No es algo que no hagamos los demás. No es algo que no estemos acostrumbrados a hacer y dispuestos a seguir haciendo cada día. Lo único que lo hace diferente es que no esperamos que ese absurdo mecanismo de mimetismo para el camuflaje vital venga de alguien que está en las mejores condiciones para no hacerlo.
Quizás el disfraz más importante que utiliza el egrejio -y por supuesto incomprendido- George W. Bush es el de Jack Nicholson, pero antes pasa por otros muchos.
Primero se disfraza de víctima. El victimismo es un vicio tan arraigado entre aquellos que formamos lo que se ha dado en llamar la sociedad occidental que ya ni siquiera resulta sorprendente.
Bush reconoce haber sido una víctima. Pero no del alcohol -que también-, ni siquiera de los lobbies de presión o de las galletitas saladas -que ambas cosas estuvieron a punto de matarle, pero sobre todo las galletitas-. Bush reconocer haber sido víctima de su Estado Mayor, de las presiones políticas, de sus aliados...
Porque, señoras y señores, niños y niñas, que suenen las campanas y truenen las fanfarrias, George W. Bush era el principal -y por lo que se deduce de sus palabras, el único- detractor de la Guerra de Irak entre los círculos del poder de Estados Unidos. Era la única voz que hablaba de paz en los pasillos de Washington.
Georgy no quería la guerra, Georgy estaba en contra de la guerra, Georgy es un buen chico sencillo, humilde, sincero, que ha abandonado la bebida y ha entregado su pensamiento al Altisimo.
Entonces ¿por qué incició su malhadada guerra contra el Eje del Mal, contra los talibanes en particular y la población afgana en general, contra Sadam Husseim en concreto y el pueblo irakí en genérico?
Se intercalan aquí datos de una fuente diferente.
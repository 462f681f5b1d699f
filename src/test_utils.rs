// SPDX-License-Identifier: MPL-2.0
//! Test utilities for float comparisons.
//!
//! Re-exports the `approx` crate's assertion macros, which properly handle
//! floating-point precision issues that `assert_eq!` cannot.

pub use approx::{assert_abs_diff_eq, assert_relative_eq};

/// Default epsilon for f64 comparisons.
/// Suitable for values that should be "exactly equal" but may have minor
/// floating-point errors.
pub const F64_EPSILON: f64 = 1e-10;
// SPDX-License-Identifier: MPL-2.0
//! File I/O gateway: decoding files into pixel buffers and encoding buffers
//! back to disk.
//!
//! Decoding sniffs the content rather than trusting the extension; encoding
//! resolves the codec from the target extension. Buffers come back exactly
//! as the decoder produced them (plus EXIF auto-orientation); color
//! normalization is the caller's concern, which keeps decode and color
//! policy independently testable.

use crate::error::{Error, LoadErrorReason, Result, SaveErrorReason};
use crate::media::{ChannelLayout, ColorSpace, PixelBuffer};
use image_rs::{DynamicImage, ExtendedColorType, GenericImageView, ImageError, ImageFormat};
use std::borrow::Cow;
use std::fs;
use std::io::{BufReader, Cursor};
use std::path::Path;

/// Decodes the file at `path` into a raw pixel buffer.
///
/// EXIF orientation is applied so the buffer is upright, mirroring what
/// camera files expect of a viewer. An EXIF sRGB tag becomes the buffer's
/// color-space tag; files without one are `Untagged`.
///
/// # Errors
///
/// Returns [`Error::Load`] when the path does not exist, no decoder
/// recognizes the contents, or decoding produces a zero-dimension result.
pub fn load_image<P: AsRef<Path>>(path: P) -> Result<PixelBuffer> {
    let path = path.as_ref();

    let bytes = fs::read(path).map_err(|e| {
        let reason = if e.kind() == std::io::ErrorKind::NotFound {
            LoadErrorReason::NotFound
        } else {
            LoadErrorReason::Io(e.to_string())
        };
        load_error(path, reason)
    })?;

    let decoded = image_rs::load_from_memory(&bytes).map_err(|e| {
        let reason = match e {
            ImageError::IoError(io) => LoadErrorReason::Io(io.to_string()),
            other => LoadErrorReason::UnrecognizedFormat(other.to_string()),
        };
        load_error(path, reason)
    })?;

    let (width, height) = decoded.dimensions();
    if width == 0 || height == 0 {
        return Err(load_error(path, LoadErrorReason::EmptyImage));
    }

    let (orientation, color_space) = read_exif_hints(&bytes);
    let upright = apply_orientation(decoded, orientation);
    // Orientation may have swapped the axes.
    let (width, height) = upright.dimensions();

    let (layout, samples) = match upright {
        DynamicImage::ImageLuma8(buf) => (ChannelLayout::Gray8, buf.into_raw()),
        DynamicImage::ImageLumaA8(buf) => (ChannelLayout::GrayAlpha8, buf.into_raw()),
        DynamicImage::ImageRgb8(buf) => (ChannelLayout::Rgb8, buf.into_raw()),
        DynamicImage::ImageRgba8(buf) => (ChannelLayout::Rgba8, buf.into_raw()),
        // 16-bit and float variants are reduced to 8 bits per channel.
        other => (ChannelLayout::Rgba8, other.into_rgba8().into_raw()),
    };

    Ok(PixelBuffer::new(width, height, layout, color_space, samples))
}

/// Encodes `buffer` to the file at `path`, resolving the codec from the
/// extension.
///
/// JPEG has no alpha channel, so alpha layouts are flattened before handing
/// the samples to that encoder. Non-canonical sample orders (BGR family) are
/// rejected; callers hold normalized buffers in practice.
///
/// # Errors
///
/// Returns [`Error::Save`] when the extension has no encoder, the
/// destination is unwritable, or the encoder rejects the buffer's shape.
pub fn save_image<P: AsRef<Path>>(path: P, buffer: &PixelBuffer) -> Result<()> {
    let path = path.as_ref();

    let format = ImageFormat::from_path(path).map_err(|_| {
        let ext = path
            .extension()
            .and_then(|s| s.to_str())
            .unwrap_or("")
            .to_string();
        save_error(path, SaveErrorReason::NoEncoder(ext))
    })?;

    let (color, samples) = encodable_samples(buffer, format)
        .map_err(|reason| save_error(path, reason))?;

    image_rs::save_buffer_with_format(
        path,
        &samples,
        buffer.width(),
        buffer.height(),
        color,
        format,
    )
    .map_err(|e| {
        let reason = match e {
            ImageError::IoError(io) => SaveErrorReason::Unwritable(io.to_string()),
            other => SaveErrorReason::UnsupportedShape(other.to_string()),
        };
        save_error(path, reason)
    })
}

fn load_error(path: &Path, reason: LoadErrorReason) -> Error {
    Error::Load {
        path: path.to_path_buf(),
        reason,
    }
}

fn save_error(path: &Path, reason: SaveErrorReason) -> Error {
    Error::Save {
        path: path.to_path_buf(),
        reason,
    }
}

/// Maps the buffer to samples the target encoder accepts.
fn encodable_samples<'a>(
    buffer: &'a PixelBuffer,
    format: ImageFormat,
) -> std::result::Result<(ExtendedColorType, Cow<'a, [u8]>), SaveErrorReason> {
    let alpha_less_target = format == ImageFormat::Jpeg;

    match buffer.layout() {
        ChannelLayout::Rgba8 if alpha_less_target => {
            Ok((ExtendedColorType::Rgb8, Cow::Owned(drop_alpha(buffer.samples(), 4))))
        }
        ChannelLayout::Rgba8 => Ok((ExtendedColorType::Rgba8, Cow::Borrowed(buffer.samples()))),
        ChannelLayout::Rgb8 => Ok((ExtendedColorType::Rgb8, Cow::Borrowed(buffer.samples()))),
        ChannelLayout::Gray8 => Ok((ExtendedColorType::L8, Cow::Borrowed(buffer.samples()))),
        ChannelLayout::GrayAlpha8 if alpha_less_target => {
            Ok((ExtendedColorType::L8, Cow::Owned(drop_alpha(buffer.samples(), 2))))
        }
        ChannelLayout::GrayAlpha8 => {
            Ok((ExtendedColorType::La8, Cow::Borrowed(buffer.samples())))
        }
        ChannelLayout::Bgra8 | ChannelLayout::Bgr8 => Err(SaveErrorReason::UnsupportedShape(
            "BGR sample order is not encodable".to_string(),
        )),
    }
}

/// Strips the trailing alpha byte from each pixel.
fn drop_alpha(samples: &[u8], bytes_per_pixel: usize) -> Vec<u8> {
    samples
        .chunks_exact(bytes_per_pixel)
        .flat_map(|px| &px[..bytes_per_pixel - 1])
        .copied()
        .collect()
}

/// Reads the EXIF orientation and color-space tags, if any.
///
/// Both hints are best-effort: files without EXIF segments (most PNGs) yield
/// the identity orientation and an untagged color space.
fn read_exif_hints(bytes: &[u8]) -> (u32, ColorSpace) {
    let mut reader = BufReader::new(Cursor::new(bytes));
    let Ok(exif) = exif::Reader::new().read_from_container(&mut reader) else {
        return (1, ColorSpace::Untagged);
    };

    let orientation = exif
        .get_field(exif::Tag::Orientation, exif::In::PRIMARY)
        .and_then(|field| field.value.get_uint(0))
        .unwrap_or(1);

    // EXIF ColorSpace: 1 = sRGB, 0xFFFF = uncalibrated. Anything but an
    // explicit sRGB tag is treated as untagged (conservative no-op).
    let color_space = exif
        .get_field(exif::Tag::ColorSpace, exif::In::PRIMARY)
        .and_then(|field| field.value.get_uint(0))
        .map_or(ColorSpace::Untagged, |value| {
            if value == 1 {
                ColorSpace::Srgb
            } else {
                ColorSpace::Untagged
            }
        });

    (orientation, color_space)
}

/// Applies an EXIF orientation (1..=8) so the image displays upright.
fn apply_orientation(img: DynamicImage, orientation: u32) -> DynamicImage {
    match orientation {
        2 => img.fliph(),
        3 => img.rotate180(),
        4 => img.flipv(),
        5 => img.rotate90().fliph(),
        6 => img.rotate90(),
        7 => img.rotate270().fliph(),
        8 => img.rotate270(),
        _ => img,
    }
}

#[cfg(test)]
mod tests {
    use super::*;
    use image_rs::{Rgba, RgbaImage};
    use tempfile::tempdir;

    #[test]
    fn load_png_returns_expected_buffer() {
        let temp_dir = tempdir().expect("failed to create temp dir");
        let image_path = temp_dir.path().join("sample.png");

        let image = RgbaImage::from_pixel(4, 2, Rgba([255, 0, 0, 255]));
        image
            .save(&image_path)
            .expect("failed to write temporary png");

        let buffer = load_image(&image_path).expect("png should load successfully");
        assert_eq!(buffer.width(), 4);
        assert_eq!(buffer.height(), 2);
        assert_eq!(buffer.layout(), ChannelLayout::Rgba8);
        assert_eq!(buffer.color_space(), ColorSpace::Untagged);
    }

    #[test]
    fn load_missing_file_reports_not_found() {
        let temp_dir = tempdir().expect("failed to create temp dir");
        let missing = temp_dir.path().join("does_not_exist.png");

        match load_image(&missing) {
            Err(Error::Load { reason, .. }) => assert_eq!(reason, LoadErrorReason::NotFound),
            other => panic!("expected Load error, got {other:?}"),
        }
    }

    #[test]
    fn load_unrecognized_bytes_reports_format_error() {
        let temp_dir = tempdir().expect("failed to create temp dir");
        let bad_path = temp_dir.path().join("invalid.png");
        fs::write(&bad_path, b"not a png").expect("failed to write invalid data");

        match load_image(&bad_path) {
            Err(Error::Load {
                reason: LoadErrorReason::UnrecognizedFormat(message),
                ..
            }) => assert!(!message.is_empty()),
            other => panic!("expected UnrecognizedFormat, got {other:?}"),
        }
    }

    #[test]
    fn save_to_unknown_extension_reports_no_encoder() {
        let temp_dir = tempdir().expect("failed to create temp dir");
        let target = temp_dir.path().join("out.xyz");
        let buffer = PixelBuffer::new(
            1,
            1,
            ChannelLayout::Rgba8,
            ColorSpace::Srgb,
            vec![1, 2, 3, 4],
        );

        match save_image(&target, &buffer) {
            Err(Error::Save {
                reason: SaveErrorReason::NoEncoder(ext),
                ..
            }) => assert_eq!(ext, "xyz"),
            other => panic!("expected NoEncoder, got {other:?}"),
        }
    }

    #[test]
    fn save_to_unwritable_destination_reports_unwritable() {
        let temp_dir = tempdir().expect("failed to create temp dir");
        let target = temp_dir.path().join("no_such_dir").join("out.png");
        let buffer = PixelBuffer::new(
            1,
            1,
            ChannelLayout::Rgba8,
            ColorSpace::Srgb,
            vec![1, 2, 3, 4],
        );

        match save_image(&target, &buffer) {
            Err(Error::Save {
                reason: SaveErrorReason::Unwritable(_),
                ..
            }) => {}
            other => panic!("expected Unwritable, got {other:?}"),
        }
    }

    #[test]
    fn jpeg_save_flattens_alpha() {
        let temp_dir = tempdir().expect("failed to create temp dir");
        let target = temp_dir.path().join("out.jpg");
        let buffer = PixelBuffer::new(
            2,
            2,
            ChannelLayout::Rgba8,
            ColorSpace::Srgb,
            vec![200; 2 * 2 * 4],
        );

        save_image(&target, &buffer).expect("jpeg save should succeed");

        let reloaded = load_image(&target).expect("reload");
        assert_eq!(reloaded.width(), 2);
        assert_eq!(reloaded.height(), 2);
        assert!(!reloaded.layout().has_alpha());
    }

    #[test]
    fn bgra_buffer_is_rejected_by_encoder() {
        let temp_dir = tempdir().expect("failed to create temp dir");
        let target = temp_dir.path().join("out.png");
        let buffer = PixelBuffer::new(
            1,
            1,
            ChannelLayout::Bgra8,
            ColorSpace::Srgb,
            vec![1, 2, 3, 4],
        );

        match save_image(&target, &buffer) {
            Err(Error::Save {
                reason: SaveErrorReason::UnsupportedShape(_),
                ..
            }) => {}
            other => panic!("expected UnsupportedShape, got {other:?}"),
        }
    }

    #[test]
    fn png_round_trip_preserves_samples() {
        let temp_dir = tempdir().expect("failed to create temp dir");
        let target = temp_dir.path().join("roundtrip.png");
        let samples = vec![10, 20, 30, 255, 40, 50, 60, 128];
        let buffer = PixelBuffer::new(
            2,
            1,
            ChannelLayout::Rgba8,
            ColorSpace::Srgb,
            samples.clone(),
        );

        save_image(&target, &buffer).expect("png save");
        let reloaded = load_image(&target).expect("reload");
        assert_eq!(reloaded.samples(), samples.as_slice());
    }

    #[test]
    fn orientation_six_rotates_quarter_turn() {
        let mut img = RgbaImage::new(2, 1);
        img.put_pixel(0, 0, Rgba([255, 0, 0, 255]));
        img.put_pixel(1, 0, Rgba([0, 255, 0, 255]));

        let upright = apply_orientation(DynamicImage::ImageRgba8(img), 6);
        assert_eq!(upright.dimensions(), (1, 2));
    }

    #[test]
    fn identity_orientation_leaves_image_alone() {
        let img = RgbaImage::from_pixel(3, 2, Rgba([1, 2, 3, 4]));
        let upright = apply_orientation(DynamicImage::ImageRgba8(img), 1);
        assert_eq!(upright.dimensions(), (3, 2));
    }

    #[test]
    fn drop_alpha_strips_every_fourth_byte() {
        let flattened = drop_alpha(&[1, 2, 3, 4, 5, 6, 7, 8], 4);
        assert_eq!(flattened, vec![1, 2, 3, 5, 6, 7]);
    }
}
// SPDX-License-Identifier: MPL-2.0
//! This module handles the application's configuration, including loading and
//! saving user preferences to a `settings.toml` file.
//!
//! The zoom enablement limits live here so every consumer (viewport, shell)
//! reads the same values; `viewer::viewport` re-exports them.

use crate::error::Result;
use serde::{Deserialize, Serialize};
use std::fs;
use std::path::{Path, PathBuf};

const CONFIG_FILE: &str = "settings.toml";
const APP_NAME: &str = "PhotoLens";

/// Zoom factor beyond which zoom-in is disabled. The stored factor itself is
/// unbounded; this only gates command availability.
pub const DEFAULT_MAX_ZOOM: f64 = 3.0;

/// Zoom factor below which zoom-out is disabled.
pub const DEFAULT_MIN_ZOOM: f64 = 0.333;

#[derive(Debug, Serialize, Deserialize)]
pub struct Config {
    #[serde(default)]
    pub fit_to_window: Option<bool>,
    #[serde(default)]
    pub max_zoom: Option<f64>,
    #[serde(default)]
    pub min_zoom: Option<f64>,
}

impl Default for Config {
    fn default() -> Self {
        Self {
            fit_to_window: Some(false),
            max_zoom: Some(DEFAULT_MAX_ZOOM),
            min_zoom: Some(DEFAULT_MIN_ZOOM),
        }
    }
}

fn get_default_config_path() -> Option<PathBuf> {
    dirs::config_dir().map(|mut path| {
        path.push(APP_NAME);
        path.push(CONFIG_FILE);
        path
    })
}

pub fn load() -> Result<Config> {
    if let Some(path) = get_default_config_path() {
        if path.exists() {
            return load_from_path(&path);
        }
    }
    Ok(Config::default())
}

pub fn save(config: &Config) -> Result<()> {
    if let Some(path) = get_default_config_path() {
        return save_to_path(config, &path);
    }
    Ok(())
}

pub fn load_from_path(path: &Path) -> Result<Config> {
    let content = fs::read_to_string(path)
        .map_err(|e| crate::error::Error::Config(e.to_string()))?;
    Ok(toml::from_str(&content).unwrap_or_default())
}

pub fn save_to_path(config: &Config, path: &Path) -> Result<()> {
    if let Some(parent) = path.parent() {
        fs::create_dir_all(parent).map_err(|e| crate::error::Error::Config(e.to_string()))?;
    }
    let content = toml::to_string_pretty(config)?;
    fs::write(path, content).map_err(|e| crate::error::Error::Config(e.to_string()))?;
    Ok(())
}
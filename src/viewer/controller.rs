// SPDX-License-Identifier: MPL-2.0
//! The image viewport controller: owns the pixel buffer and viewport state,
//! orchestrates load/save through the gateway and normalizer, and publishes
//! a status line plus command availability for the shell to reflect.
//!
//! All operations run synchronously on the caller's thread. The buffer is
//! replaced atomically on a successful load; a failed load or save leaves
//! the previously displayed image and viewport untouched.

use crate::config::Config;
use crate::error::{Error, Result, SaveErrorReason};
use crate::media::{self, PixelBuffer};
use crate::viewer::commands::{CommandAvailability, CommandId};
use crate::viewer::viewport::{PageExtent, Viewport, ZoomLimits};
use std::path::Path;

pub struct ViewerController {
    image: Option<PixelBuffer>,
    viewport: Viewport,
    availability: CommandAvailability,
    status: String,
}

impl ViewerController {
    /// Builds a controller with zoom limits and the initial fit preference
    /// taken from the configuration.
    #[must_use]
    pub fn new(config: &Config) -> Self {
        let limits = ZoomLimits {
            max: config.max_zoom.unwrap_or(crate::config::DEFAULT_MAX_ZOOM),
            min: config.min_zoom.unwrap_or(crate::config::DEFAULT_MIN_ZOOM),
        };
        let mut viewport = Viewport::new(limits);
        if config.fit_to_window.unwrap_or(false) {
            viewport.set_fit_to_window(true);
        }
        Self {
            image: None,
            viewport,
            availability: CommandAvailability::default(),
            status: String::new(),
        }
    }

    #[must_use]
    pub fn image(&self) -> Option<&PixelBuffer> {
        self.image.as_ref()
    }

    #[must_use]
    pub fn viewport(&self) -> &Viewport {
        &self.viewport
    }

    /// The human-readable message describing the last open/save outcome.
    #[must_use]
    pub fn status(&self) -> &str {
        &self.status
    }

    /// Currently published command enablement.
    #[must_use]
    pub fn availability(&self) -> CommandAvailability {
        self.availability
    }

    /// Opens and displays the image at `path`.
    ///
    /// On success the normalized buffer replaces the previous one wholesale
    /// and the viewport resets. On failure everything but the status line is
    /// left exactly as it was.
    ///
    /// # Errors
    ///
    /// Propagates the gateway's [`Error::Load`] after recording it in the
    /// status surface.
    pub fn open_file<P: AsRef<Path>>(&mut self, path: P) -> Result<()> {
        let path = path.as_ref();
        match media::load_image(path) {
            Ok(decoded) => {
                let normalized = media::normalize(decoded);
                self.status = format!(
                    "Opened \"{}\", {}x{}, Depth: {}",
                    path.display(),
                    normalized.width(),
                    normalized.height(),
                    normalized.depth()
                );
                self.viewport
                    .load_new_image(normalized.width(), normalized.height());
                self.image = Some(normalized);
                self.refresh_availability();
                Ok(())
            }
            Err(error) => {
                self.status = error.to_string();
                Err(error)
            }
        }
    }

    /// Writes the current image to `path`, in whatever format the extension
    /// selects.
    ///
    /// # Errors
    ///
    /// Returns [`Error::Save`] when no image is loaded or the gateway fails;
    /// either way the displayed image is not marked dirty or altered.
    pub fn save_file<P: AsRef<Path>>(&mut self, path: P) -> Result<()> {
        let path = path.as_ref();
        let Some(buffer) = &self.image else {
            let error = Error::Save {
                path: path.to_path_buf(),
                reason: SaveErrorReason::NothingToSave,
            };
            self.status = error.to_string();
            return Err(error);
        };

        match media::save_image(path, buffer) {
            Ok(()) => {
                self.status = format!("Saved \"{}\"", path.display());
                Ok(())
            }
            Err(error) => {
                self.status = error.to_string();
                Err(error)
            }
        }
    }

    /// Zooms in by one step, if currently permitted.
    pub fn zoom_in(&mut self) {
        if self.availability.zoom_in {
            self.viewport.zoom_in();
            self.refresh_availability();
        }
    }

    /// Zooms out by one step, if currently permitted.
    pub fn zoom_out(&mut self) {
        if self.availability.zoom_out {
            self.viewport.zoom_out();
            self.refresh_availability();
        }
    }

    /// Resets the zoom to 1.0, if currently permitted.
    pub fn normal_size(&mut self) {
        if self.availability.normal_size {
            self.viewport.normal_size();
            self.refresh_availability();
        }
    }

    /// Enables or disables fit-to-window mode, if an image is loaded.
    pub fn set_fit_to_window(&mut self, enabled: bool) {
        if self.availability.fit_to_window {
            self.viewport.set_fit_to_window(enabled);
            self.refresh_availability();
        }
    }

    /// Tells the viewport how large the visible page currently is.
    pub fn set_page_extent(&mut self, page: PageExtent) {
        self.viewport.set_page_extent(page);
    }

    /// Updates the scroll position from the shell's scrollbars.
    pub fn set_scroll(&mut self, x: u32, y: u32) {
        self.viewport.set_scroll(x, y);
    }

    /// Dispatch table from command identifier to controller method,
    /// replacing UI-framework signal wiring. Returns `false` for commands
    /// that need more context than an identifier (`Save` requires a target
    /// path; call [`Self::save_file`]) and for disabled commands.
    pub fn dispatch(&mut self, command: CommandId) -> bool {
        if !self.availability.is_enabled(command) {
            return false;
        }
        match command {
            CommandId::ZoomIn => self.zoom_in(),
            CommandId::ZoomOut => self.zoom_out(),
            CommandId::NormalSize => self.normal_size(),
            CommandId::FitToWindow => {
                let enabled = !self.viewport.fit_to_window();
                self.set_fit_to_window(enabled);
            }
            CommandId::Save => return false,
        }
        true
    }

    /// Recomputes the published availability from scratch: the pure
    /// coordinator rules, with the zoom commands additionally masked by the
    /// viewport's post-step bound checks.
    fn refresh_availability(&mut self) {
        let mut availability = CommandAvailability::recompute(
            self.image.is_some(),
            self.viewport.fit_to_window(),
        );
        availability.zoom_in &= self.viewport.can_zoom_in();
        availability.zoom_out &= self.viewport.can_zoom_out();
        self.availability = availability;
    }
}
Hay muchas posibilidades: ¿por qué no pudo resisitir la presión de su Estado Mayor?, ¿por qué no reconoció los intereses ocultos del complejo militar industrial estadounidense?, ¿por qué el carisma belicista de José María aznar le envolvió y le robó el sentido?, ¿por qué Tony Bair estaba obsesionado con emular a su bisabuelo, coronel de la infanteria de Su Maestad, y ganar una batalla en Oriente?
El bueno de Bush no da respuesta alguna a esa pregunta, ignora la ciencia vital de los porqués. Lo único que nos dice es que no quería hacerlo.
Cuando te has disfrazado de víctima los porqués dejan de importar. Él simplemente ignora que era el Presidente de los Estados Unidos, pasa por alto que era el Comandante en Jefe de los ejércitos que organiza su Estado Mayor, olvida que era el individuo con más poder en el mundo occidental y, cuando se pregunta por qué lo hizo, simplemente se responde: "¿qué otra cosa podía hacer?".
Y es entonces cuando se hace humano, cuando cree hacerse comprensible, cuando se convierte en uno de los nuestros, porque ¿cuantas veces hemos utilizado nosostros el mismo argumento?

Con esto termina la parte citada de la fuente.